- _Task directions_
Search the data below for the word "percent" and copy each line that holds it.
====== Data
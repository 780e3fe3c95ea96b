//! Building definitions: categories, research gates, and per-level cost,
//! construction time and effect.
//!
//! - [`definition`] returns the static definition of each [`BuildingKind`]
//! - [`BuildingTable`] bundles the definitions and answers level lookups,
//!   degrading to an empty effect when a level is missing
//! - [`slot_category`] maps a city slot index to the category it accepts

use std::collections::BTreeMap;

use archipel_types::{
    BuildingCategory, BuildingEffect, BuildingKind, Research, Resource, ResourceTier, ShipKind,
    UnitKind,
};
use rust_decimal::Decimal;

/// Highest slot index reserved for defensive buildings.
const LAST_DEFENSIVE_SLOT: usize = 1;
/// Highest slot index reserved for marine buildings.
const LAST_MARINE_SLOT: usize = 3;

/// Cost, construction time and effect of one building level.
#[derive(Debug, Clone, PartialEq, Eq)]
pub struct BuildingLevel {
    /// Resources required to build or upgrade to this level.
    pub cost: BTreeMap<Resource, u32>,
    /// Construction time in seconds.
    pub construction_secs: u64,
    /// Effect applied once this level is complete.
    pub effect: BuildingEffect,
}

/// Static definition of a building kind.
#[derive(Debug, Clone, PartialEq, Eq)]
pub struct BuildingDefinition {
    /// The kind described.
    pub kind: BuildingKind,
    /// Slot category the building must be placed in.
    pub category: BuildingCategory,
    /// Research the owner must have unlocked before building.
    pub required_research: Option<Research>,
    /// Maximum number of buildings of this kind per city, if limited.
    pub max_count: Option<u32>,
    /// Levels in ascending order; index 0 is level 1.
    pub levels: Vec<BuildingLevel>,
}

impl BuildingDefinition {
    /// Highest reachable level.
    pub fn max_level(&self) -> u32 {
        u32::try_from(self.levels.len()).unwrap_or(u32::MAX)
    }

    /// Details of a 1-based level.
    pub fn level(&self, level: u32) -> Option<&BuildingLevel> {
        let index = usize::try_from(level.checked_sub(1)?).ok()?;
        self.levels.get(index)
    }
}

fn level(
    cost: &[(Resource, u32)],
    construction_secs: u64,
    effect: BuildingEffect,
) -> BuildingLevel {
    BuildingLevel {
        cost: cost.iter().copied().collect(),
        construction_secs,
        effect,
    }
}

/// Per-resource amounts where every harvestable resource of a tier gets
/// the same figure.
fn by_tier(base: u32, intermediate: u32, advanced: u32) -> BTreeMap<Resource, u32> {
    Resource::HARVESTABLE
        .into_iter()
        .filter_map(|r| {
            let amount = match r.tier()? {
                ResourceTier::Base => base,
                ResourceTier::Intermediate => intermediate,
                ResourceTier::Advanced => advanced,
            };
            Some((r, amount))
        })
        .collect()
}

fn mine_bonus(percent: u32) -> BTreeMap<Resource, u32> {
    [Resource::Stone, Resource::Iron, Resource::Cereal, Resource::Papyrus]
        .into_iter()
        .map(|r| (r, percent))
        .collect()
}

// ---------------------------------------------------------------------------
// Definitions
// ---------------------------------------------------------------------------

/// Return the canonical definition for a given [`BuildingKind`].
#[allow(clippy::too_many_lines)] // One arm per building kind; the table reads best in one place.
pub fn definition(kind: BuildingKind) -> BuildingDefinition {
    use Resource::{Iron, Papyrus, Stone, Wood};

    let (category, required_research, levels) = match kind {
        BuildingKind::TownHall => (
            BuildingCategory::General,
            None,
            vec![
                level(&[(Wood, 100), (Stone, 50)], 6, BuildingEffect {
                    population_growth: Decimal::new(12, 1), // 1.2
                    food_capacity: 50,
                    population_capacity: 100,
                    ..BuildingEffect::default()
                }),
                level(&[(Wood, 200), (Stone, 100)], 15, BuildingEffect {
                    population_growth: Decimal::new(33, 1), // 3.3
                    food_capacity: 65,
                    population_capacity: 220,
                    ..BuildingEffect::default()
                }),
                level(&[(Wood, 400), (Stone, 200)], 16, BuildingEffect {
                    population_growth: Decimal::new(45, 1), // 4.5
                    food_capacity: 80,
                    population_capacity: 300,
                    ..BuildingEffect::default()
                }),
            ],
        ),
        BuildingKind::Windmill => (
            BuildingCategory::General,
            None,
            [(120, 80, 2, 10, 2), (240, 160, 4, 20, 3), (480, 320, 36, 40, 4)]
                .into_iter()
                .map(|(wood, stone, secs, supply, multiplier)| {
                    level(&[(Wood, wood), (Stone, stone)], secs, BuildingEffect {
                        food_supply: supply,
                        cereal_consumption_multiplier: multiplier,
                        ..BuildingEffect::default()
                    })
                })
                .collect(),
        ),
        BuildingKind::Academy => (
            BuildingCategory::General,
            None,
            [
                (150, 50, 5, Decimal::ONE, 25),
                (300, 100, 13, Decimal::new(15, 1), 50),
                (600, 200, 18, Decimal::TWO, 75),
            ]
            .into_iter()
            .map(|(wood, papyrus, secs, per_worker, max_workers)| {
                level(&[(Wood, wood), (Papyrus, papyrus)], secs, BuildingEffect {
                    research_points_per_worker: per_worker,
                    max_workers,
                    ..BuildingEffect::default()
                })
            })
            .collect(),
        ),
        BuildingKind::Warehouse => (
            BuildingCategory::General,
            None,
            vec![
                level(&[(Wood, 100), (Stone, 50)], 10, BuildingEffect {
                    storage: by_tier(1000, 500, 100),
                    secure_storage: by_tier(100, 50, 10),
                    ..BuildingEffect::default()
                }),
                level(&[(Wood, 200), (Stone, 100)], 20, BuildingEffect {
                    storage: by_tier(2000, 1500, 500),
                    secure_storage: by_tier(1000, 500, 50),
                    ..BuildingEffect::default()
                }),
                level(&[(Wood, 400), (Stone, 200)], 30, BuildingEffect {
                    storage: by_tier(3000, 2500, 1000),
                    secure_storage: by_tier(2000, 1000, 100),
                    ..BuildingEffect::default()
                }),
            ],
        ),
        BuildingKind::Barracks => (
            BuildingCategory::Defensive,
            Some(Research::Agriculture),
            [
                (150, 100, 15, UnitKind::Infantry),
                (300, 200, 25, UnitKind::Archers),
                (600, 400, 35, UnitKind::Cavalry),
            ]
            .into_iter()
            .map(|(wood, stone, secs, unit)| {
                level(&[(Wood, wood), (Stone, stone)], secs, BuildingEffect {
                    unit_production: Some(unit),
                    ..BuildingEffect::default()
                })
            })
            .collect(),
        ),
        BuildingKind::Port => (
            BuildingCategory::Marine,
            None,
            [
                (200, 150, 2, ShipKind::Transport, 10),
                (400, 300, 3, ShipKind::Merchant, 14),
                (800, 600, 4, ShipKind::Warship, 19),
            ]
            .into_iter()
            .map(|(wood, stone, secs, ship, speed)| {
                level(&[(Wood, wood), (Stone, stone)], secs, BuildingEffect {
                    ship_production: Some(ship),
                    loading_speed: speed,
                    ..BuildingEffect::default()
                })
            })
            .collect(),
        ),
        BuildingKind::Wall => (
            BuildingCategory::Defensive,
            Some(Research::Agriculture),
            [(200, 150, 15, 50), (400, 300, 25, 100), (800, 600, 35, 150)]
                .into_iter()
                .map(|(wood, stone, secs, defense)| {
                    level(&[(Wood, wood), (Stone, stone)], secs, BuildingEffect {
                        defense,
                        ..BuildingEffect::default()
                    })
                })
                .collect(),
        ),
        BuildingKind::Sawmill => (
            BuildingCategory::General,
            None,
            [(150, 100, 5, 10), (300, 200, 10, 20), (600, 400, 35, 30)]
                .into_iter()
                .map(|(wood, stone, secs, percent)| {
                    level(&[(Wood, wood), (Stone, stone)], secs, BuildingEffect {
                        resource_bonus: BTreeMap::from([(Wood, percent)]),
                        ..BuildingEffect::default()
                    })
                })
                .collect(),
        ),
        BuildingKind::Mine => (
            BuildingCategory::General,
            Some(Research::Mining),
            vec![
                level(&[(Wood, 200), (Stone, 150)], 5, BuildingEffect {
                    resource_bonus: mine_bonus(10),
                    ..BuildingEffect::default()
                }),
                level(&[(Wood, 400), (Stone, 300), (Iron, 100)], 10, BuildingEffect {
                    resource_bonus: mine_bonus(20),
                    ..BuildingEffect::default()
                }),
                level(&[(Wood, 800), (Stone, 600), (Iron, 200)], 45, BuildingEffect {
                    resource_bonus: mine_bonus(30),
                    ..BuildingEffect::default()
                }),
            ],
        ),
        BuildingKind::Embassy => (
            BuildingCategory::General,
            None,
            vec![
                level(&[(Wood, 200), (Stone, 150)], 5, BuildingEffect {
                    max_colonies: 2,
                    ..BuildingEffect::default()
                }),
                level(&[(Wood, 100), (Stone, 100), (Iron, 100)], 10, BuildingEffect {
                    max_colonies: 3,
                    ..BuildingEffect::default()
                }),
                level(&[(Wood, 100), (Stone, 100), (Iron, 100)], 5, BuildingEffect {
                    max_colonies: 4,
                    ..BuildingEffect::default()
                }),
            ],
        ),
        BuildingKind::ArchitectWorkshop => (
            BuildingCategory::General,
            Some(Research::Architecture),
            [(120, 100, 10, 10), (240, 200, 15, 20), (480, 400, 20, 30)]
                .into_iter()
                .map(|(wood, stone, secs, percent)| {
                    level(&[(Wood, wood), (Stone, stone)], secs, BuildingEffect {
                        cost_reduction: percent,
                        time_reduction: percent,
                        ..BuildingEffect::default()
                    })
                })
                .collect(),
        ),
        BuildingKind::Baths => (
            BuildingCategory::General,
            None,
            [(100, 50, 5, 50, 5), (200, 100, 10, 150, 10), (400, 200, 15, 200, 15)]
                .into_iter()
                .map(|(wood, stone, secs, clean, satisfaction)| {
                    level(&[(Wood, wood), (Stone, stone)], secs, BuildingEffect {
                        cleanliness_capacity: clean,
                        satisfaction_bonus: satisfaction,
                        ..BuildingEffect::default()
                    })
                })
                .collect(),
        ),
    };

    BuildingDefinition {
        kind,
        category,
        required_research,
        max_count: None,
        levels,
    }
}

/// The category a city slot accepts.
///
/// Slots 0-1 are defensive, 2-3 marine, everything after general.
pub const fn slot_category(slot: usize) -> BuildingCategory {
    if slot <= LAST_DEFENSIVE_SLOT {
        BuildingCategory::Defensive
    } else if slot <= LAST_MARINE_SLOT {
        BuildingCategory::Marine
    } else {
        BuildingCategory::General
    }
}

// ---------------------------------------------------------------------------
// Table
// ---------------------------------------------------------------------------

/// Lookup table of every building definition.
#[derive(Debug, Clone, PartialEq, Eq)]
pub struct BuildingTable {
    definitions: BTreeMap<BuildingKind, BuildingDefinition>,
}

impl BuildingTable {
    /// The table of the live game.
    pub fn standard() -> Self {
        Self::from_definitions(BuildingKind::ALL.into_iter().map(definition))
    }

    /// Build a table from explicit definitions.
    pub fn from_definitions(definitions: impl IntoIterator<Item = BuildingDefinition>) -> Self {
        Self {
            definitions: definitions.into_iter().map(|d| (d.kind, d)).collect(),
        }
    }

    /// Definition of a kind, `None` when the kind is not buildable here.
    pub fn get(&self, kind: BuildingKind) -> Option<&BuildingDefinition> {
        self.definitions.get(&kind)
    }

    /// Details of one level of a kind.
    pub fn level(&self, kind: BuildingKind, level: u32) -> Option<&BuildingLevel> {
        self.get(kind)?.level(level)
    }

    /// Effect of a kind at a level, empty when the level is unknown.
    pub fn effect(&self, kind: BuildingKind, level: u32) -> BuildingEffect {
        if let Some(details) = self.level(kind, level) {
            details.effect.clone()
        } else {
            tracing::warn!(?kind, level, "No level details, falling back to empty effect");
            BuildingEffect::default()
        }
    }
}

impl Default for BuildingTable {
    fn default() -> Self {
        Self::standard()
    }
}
============
- _Reply_
fn mine_bonus(percent: u32) -> BTreeMap<Resource, u32> {
        .map(|r| (r, percent))
                .map(|(wood, stone, secs, percent)| {
                        resource_bonus: BTreeMap::from([(Wood, percent)]),
                .map(|(wood, stone, secs, percent)| {
                        cost_reduction: percent,
                        time_reduction: percent,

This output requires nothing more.